–¿No tendrás papel, para dibujar? –le preguntó de improviso.
Pedro se volvió hacia ella riéndose.
–¿Para qué?
–Quiero hacer un retrato tuyo.
–¿Ahora?
–Sí, ahora.
Pedro entró en la casa y volvió al cabo de un rato con un cuaderno de hojas blancas y un lápiz.
–Es lo mejor que he podido encontrar.
–Servirá –le contestó ella, tomándolos–. Venga, pon la silla frente a la mía y siéntate.
–¿Por qué quieres dibujarme? –le preguntó él, como incómodo.
¿Cómo podría explicarle la necesidad que sentía de comprenderlo, de aferrarse a aquel momento?

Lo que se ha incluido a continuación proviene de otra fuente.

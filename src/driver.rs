//! The outer sweep that advances a group of blocks through one timestep. The
//! schedule is cooperative: each sweep gives every block one pass over its
//! task list, so a block stalled on a receive yields while its neighbors
//! compute, and the messages it is waiting for get produced.

use rayon::prelude::*;

use crate::block::MeshBlock;
use crate::task_list::{TaskListStatus, TimeIntegratorTaskList};

/// Advance every block from `time` to `time + dt`, running the stages in
/// order with a group-wide barrier between them. Within a stage, blocks are
/// swept repeatedly until all of them report completion. Returns the new
/// time, which every block's clock is set to exactly.
///
pub fn advance_step(
    list: &TimeIntegratorTaskList,
    blocks: &mut [MeshBlock],
    time: f64,
    dt: f64,
) -> f64 {
    for pmb in blocks.iter_mut() {
        pmb.time = time;
        pmb.dt = dt;
    }

    for stage in 1..=list.nstages() {
        for pmb in blocks.iter_mut() {
            list.startup_task_list(pmb, stage);
        }

        let mut running = blocks.len();
        while running > 0 {
            running = blocks
                .iter_mut()
                .map(|pmb| list.do_available(pmb, stage))
                .filter(|status| *status == TaskListStatus::Running)
                .count();
        }
    }

    for pmb in blocks.iter_mut() {
        pmb.time = time + dt;
    }
    time + dt
}

/// The smallest timestep proposed by any block on the final stage of the
/// previous step.
///
pub fn min_block_dt(blocks: &[MeshBlock]) -> f64 {
    blocks
        .iter()
        .map(|pmb| pmb.new_block_dt)
        .fold(f64::MAX, f64::min)
}

/// Like [`advance_step`], but each sweep runs the blocks' passes on the
/// rayon thread pool. Blocks only interact through the boundary transport,
/// so the per-block passes within one sweep are independent.
///
pub fn advance_step_par(
    list: &TimeIntegratorTaskList,
    blocks: &mut [MeshBlock],
    time: f64,
    dt: f64,
) -> f64 {
    for pmb in blocks.iter_mut() {
        pmb.time = time;
        pmb.dt = dt;
    }

    for stage in 1..=list.nstages() {
        for pmb in blocks.iter_mut() {
            list.startup_task_list(pmb, stage);
        }

        let mut running = blocks.len();
        while running > 0 {
            running = blocks
                .par_iter_mut()
                .map(|pmb| list.do_available(pmb, stage))
                .filter(|status| *status == TaskListStatus::Running)
                .count();
        }
    }

    for pmb in blocks.iter_mut() {
        pmb.time = time + dt;
    }
    time + dt
}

–Pues porque… No sé, porque sí.
Pedro colocó la silla de mimbre a unos pasos delante de la de Paula, mirando hacia la casa, y volvió a sentarse con un suspiro. Ella comenzó a dibujar, concentrándose en las luces y las sombras. La expresión de él, que parecía absorto en sus pensamientos, se tornó sombría mientras miraba la casa. En un intento por que se relajara de nuevo, Paula trató de sacarle conversación:
–Entonces… ¿Pasaste tus primeros años aquí?
–Sí –respondió él con desgana.
–Sé que me has dicho que no fuiste muy feliz aquí, pero… Algún buen recuerdo tendrás de este lugar, ¿No?
–Tengo buenos recuerdos de María –murmuró él, y la luz volvió a sus ojos–. También de la comida, del pueblo y de su gente… Me dejaban corretear por la isla todo lo que quisiera. A veces me pasaba fuera horas.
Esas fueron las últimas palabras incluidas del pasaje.